* Task description
Below are the records; count how many of their lines hold the string "Some" and give the number alone.
- - - - - - -
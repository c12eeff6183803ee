#![forbid(unsafe_code)]

//! Host-driven height sync.
//!
//! The page owns the clock and the layout observer. It tells the frame when
//! content changed and calls [`HeightSync::tick`] on its own schedule; the
//! frame answers with the next time it wants to be ticked.

use std::time::Duration;

use threadlet_protocol::Envelope;
use threadlet_runtime::{Messenger, ResizePolicy, ResizeReporter};

/// Convert a `performance.now()` reading to a [`Duration`].
///
/// Negative, NaN, and infinite readings clamp to zero; finite readings
/// beyond what a `Duration` holds saturate at [`Duration::MAX`].
#[must_use]
pub fn duration_from_ms(ms: f64) -> Duration {
    if ms.is_finite() && ms > 0.0 {
        Duration::try_from_secs_f64(ms / 1000.0).unwrap_or(Duration::MAX)
    } else {
        Duration::ZERO
    }
}

#[must_use]
pub fn ms_from_duration(duration: Duration) -> f64 {
    duration.as_secs_f64() * 1000.0
}

#[derive(Debug)]
pub struct HeightSync {
    reporter: ResizeReporter,
    messenger: Messenger,
}

impl HeightSync {
    #[must_use]
    pub fn new(policy: ResizePolicy, messenger: Messenger) -> Self {
        Self {
            reporter: ResizeReporter::new(policy),
            messenger,
        }
    }

    pub fn content_resized(&mut self, height: u32, now: Duration) {
        self.reporter.observe(height, now);
    }

    /// Send a height update if one is due. Returns when to tick next.
    pub fn tick(&mut self, now: Duration) -> Option<Duration> {
        if let Some(height) = self.reporter.poll(now) {
            self.messenger.send_host(&Envelope::height(height));
        }
        self.reporter.next_deadline()
    }

    /// Send any pending height immediately.
    pub fn flush(&mut self) {
        if let Some(height) = self.reporter.flush() {
            self.messenger.send_host(&Envelope::height(height));
        }
    }

    #[must_use]
    pub fn last_reported(&self) -> Option<u32> {
        self.reporter.last_reported()
    }
}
- - - - - - -
* Response below
2